For each line in the data that includes "GenerationOptions", make a copy.

◆ ◆ ◆ ◆ ◆ ◆ ◆

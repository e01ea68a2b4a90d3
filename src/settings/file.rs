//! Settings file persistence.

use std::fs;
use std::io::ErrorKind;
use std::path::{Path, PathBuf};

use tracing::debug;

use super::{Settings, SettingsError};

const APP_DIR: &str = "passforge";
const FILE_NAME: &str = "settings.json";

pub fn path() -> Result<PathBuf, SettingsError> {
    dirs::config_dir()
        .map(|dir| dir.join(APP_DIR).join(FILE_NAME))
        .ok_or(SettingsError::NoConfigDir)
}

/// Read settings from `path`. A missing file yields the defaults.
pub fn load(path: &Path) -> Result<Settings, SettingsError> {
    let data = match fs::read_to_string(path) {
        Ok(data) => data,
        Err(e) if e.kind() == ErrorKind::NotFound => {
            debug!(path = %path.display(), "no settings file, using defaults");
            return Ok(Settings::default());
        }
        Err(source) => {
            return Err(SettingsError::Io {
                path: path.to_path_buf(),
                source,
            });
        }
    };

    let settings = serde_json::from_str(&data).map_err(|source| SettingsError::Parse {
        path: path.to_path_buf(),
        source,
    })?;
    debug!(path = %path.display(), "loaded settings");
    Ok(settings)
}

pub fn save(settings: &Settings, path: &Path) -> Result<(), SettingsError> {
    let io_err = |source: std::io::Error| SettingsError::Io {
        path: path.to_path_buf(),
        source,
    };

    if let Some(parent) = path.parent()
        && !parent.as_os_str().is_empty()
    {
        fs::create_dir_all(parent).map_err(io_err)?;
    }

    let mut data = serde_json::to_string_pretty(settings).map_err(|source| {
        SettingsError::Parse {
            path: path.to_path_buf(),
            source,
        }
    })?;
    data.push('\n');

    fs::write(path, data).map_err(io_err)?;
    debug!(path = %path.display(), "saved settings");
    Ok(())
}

◆ ◆ ◆ ◆ ◆ ◆ ◆

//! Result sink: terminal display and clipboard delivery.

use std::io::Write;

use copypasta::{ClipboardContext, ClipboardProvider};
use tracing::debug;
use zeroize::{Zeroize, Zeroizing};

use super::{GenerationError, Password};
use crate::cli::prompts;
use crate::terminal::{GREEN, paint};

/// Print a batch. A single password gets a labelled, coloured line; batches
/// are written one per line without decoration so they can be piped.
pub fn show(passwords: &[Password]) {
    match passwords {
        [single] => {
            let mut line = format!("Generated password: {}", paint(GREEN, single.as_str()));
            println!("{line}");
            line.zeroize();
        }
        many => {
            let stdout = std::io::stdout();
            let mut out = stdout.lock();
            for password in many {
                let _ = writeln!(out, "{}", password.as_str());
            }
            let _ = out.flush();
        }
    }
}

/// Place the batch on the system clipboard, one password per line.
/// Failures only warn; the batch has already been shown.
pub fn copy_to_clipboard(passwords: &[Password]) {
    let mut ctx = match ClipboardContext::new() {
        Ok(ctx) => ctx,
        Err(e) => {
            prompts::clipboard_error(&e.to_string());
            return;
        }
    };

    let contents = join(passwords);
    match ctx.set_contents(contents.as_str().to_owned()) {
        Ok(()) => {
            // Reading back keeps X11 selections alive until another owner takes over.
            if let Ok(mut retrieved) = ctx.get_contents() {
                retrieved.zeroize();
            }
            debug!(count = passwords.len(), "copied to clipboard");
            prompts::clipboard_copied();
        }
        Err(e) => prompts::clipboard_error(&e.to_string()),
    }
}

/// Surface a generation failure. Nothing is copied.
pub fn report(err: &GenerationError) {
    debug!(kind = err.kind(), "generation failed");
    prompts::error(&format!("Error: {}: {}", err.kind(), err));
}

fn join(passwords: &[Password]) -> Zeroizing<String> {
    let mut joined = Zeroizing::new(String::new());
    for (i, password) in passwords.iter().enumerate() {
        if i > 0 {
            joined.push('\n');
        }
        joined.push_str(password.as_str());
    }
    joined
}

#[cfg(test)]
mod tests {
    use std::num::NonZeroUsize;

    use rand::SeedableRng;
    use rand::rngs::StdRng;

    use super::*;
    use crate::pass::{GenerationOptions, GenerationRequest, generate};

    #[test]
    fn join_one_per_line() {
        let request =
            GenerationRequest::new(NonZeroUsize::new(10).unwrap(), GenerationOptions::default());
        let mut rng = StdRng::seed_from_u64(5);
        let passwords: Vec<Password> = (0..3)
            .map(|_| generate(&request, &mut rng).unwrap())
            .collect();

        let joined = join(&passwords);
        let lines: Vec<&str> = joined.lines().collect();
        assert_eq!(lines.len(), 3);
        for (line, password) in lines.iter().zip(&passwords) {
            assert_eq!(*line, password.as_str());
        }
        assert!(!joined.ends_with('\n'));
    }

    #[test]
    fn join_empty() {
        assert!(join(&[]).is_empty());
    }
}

◆ ◆ ◆ ◆ ◆ ◆ ◆

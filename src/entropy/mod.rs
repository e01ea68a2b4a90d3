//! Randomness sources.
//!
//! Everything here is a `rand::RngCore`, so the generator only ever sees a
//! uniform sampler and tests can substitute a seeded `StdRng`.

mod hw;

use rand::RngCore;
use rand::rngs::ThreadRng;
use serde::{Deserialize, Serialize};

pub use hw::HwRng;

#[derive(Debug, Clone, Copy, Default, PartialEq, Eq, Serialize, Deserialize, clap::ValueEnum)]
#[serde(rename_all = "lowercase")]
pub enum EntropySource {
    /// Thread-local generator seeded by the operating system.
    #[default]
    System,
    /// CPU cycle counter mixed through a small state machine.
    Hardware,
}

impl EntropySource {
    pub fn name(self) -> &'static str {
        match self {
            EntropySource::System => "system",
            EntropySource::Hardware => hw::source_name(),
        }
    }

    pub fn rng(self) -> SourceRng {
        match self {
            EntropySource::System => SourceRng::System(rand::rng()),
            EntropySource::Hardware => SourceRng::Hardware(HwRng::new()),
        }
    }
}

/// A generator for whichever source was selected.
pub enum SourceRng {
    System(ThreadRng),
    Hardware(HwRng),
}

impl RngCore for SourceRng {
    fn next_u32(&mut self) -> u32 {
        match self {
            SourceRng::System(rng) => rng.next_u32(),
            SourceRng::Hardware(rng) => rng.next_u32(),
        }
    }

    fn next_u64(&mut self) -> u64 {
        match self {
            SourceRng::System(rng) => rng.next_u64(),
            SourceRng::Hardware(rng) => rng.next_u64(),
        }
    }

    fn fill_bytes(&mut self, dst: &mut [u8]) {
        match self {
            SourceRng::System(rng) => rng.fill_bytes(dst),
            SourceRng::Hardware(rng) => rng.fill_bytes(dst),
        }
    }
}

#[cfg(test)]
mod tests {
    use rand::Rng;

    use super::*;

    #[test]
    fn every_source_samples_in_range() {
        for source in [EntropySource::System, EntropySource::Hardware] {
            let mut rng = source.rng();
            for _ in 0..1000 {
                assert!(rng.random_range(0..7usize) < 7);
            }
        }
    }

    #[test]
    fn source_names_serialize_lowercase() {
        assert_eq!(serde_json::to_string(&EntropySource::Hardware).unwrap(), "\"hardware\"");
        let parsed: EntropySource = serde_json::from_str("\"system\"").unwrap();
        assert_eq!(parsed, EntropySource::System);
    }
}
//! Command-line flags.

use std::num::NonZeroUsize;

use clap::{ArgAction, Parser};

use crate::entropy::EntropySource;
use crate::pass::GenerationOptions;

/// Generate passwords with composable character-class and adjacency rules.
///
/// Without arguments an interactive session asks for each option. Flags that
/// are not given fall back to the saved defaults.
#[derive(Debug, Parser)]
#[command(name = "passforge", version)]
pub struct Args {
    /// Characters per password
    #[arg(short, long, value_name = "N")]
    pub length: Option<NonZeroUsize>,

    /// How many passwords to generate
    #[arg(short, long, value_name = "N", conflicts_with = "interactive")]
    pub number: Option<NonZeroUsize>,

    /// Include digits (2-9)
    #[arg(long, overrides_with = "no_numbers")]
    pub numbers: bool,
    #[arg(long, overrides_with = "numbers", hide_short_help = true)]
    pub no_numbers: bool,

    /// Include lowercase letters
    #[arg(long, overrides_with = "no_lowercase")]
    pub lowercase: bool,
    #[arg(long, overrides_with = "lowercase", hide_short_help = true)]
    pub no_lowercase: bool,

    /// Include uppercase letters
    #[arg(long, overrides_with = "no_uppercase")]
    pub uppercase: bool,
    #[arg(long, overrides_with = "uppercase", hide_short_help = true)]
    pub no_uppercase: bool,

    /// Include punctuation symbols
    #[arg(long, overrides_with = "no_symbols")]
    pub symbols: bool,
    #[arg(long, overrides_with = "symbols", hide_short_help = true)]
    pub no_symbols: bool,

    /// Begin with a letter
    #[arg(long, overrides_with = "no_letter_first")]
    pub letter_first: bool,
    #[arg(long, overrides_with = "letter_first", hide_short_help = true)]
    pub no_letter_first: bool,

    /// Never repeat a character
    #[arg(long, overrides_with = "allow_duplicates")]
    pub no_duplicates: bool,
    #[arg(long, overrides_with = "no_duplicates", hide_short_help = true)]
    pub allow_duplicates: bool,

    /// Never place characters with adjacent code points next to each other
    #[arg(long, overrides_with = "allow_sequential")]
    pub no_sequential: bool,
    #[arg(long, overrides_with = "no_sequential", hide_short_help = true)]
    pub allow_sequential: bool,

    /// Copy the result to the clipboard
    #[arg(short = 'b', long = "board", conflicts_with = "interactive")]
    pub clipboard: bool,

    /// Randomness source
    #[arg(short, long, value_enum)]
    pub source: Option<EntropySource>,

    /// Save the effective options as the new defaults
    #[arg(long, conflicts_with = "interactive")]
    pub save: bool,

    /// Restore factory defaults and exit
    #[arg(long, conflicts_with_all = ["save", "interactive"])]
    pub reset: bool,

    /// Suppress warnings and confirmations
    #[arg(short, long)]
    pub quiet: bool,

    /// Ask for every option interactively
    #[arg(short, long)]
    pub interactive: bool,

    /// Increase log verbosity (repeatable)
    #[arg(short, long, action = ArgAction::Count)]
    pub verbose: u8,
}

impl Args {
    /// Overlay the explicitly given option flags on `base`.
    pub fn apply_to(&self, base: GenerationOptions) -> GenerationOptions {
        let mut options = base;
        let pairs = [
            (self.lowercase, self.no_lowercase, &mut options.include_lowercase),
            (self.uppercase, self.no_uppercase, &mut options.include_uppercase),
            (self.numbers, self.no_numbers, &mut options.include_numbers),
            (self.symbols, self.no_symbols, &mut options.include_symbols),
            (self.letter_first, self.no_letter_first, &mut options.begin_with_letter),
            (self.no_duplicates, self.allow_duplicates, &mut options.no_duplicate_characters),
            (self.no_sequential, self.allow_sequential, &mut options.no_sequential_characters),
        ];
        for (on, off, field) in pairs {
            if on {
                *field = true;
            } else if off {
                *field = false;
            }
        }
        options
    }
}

◆ ◆ ◆ ◆ ◆ ◆ ◆

# [Result of the exercise]
    use crate::pass::{GenerationOptions, GenerationRequest, generate};
            GenerationRequest::new(NonZeroUsize::new(10).unwrap(), GenerationOptions::default());
use crate::pass::GenerationOptions;
    pub fn apply_to(&self, base: GenerationOptions) -> GenerationOptions {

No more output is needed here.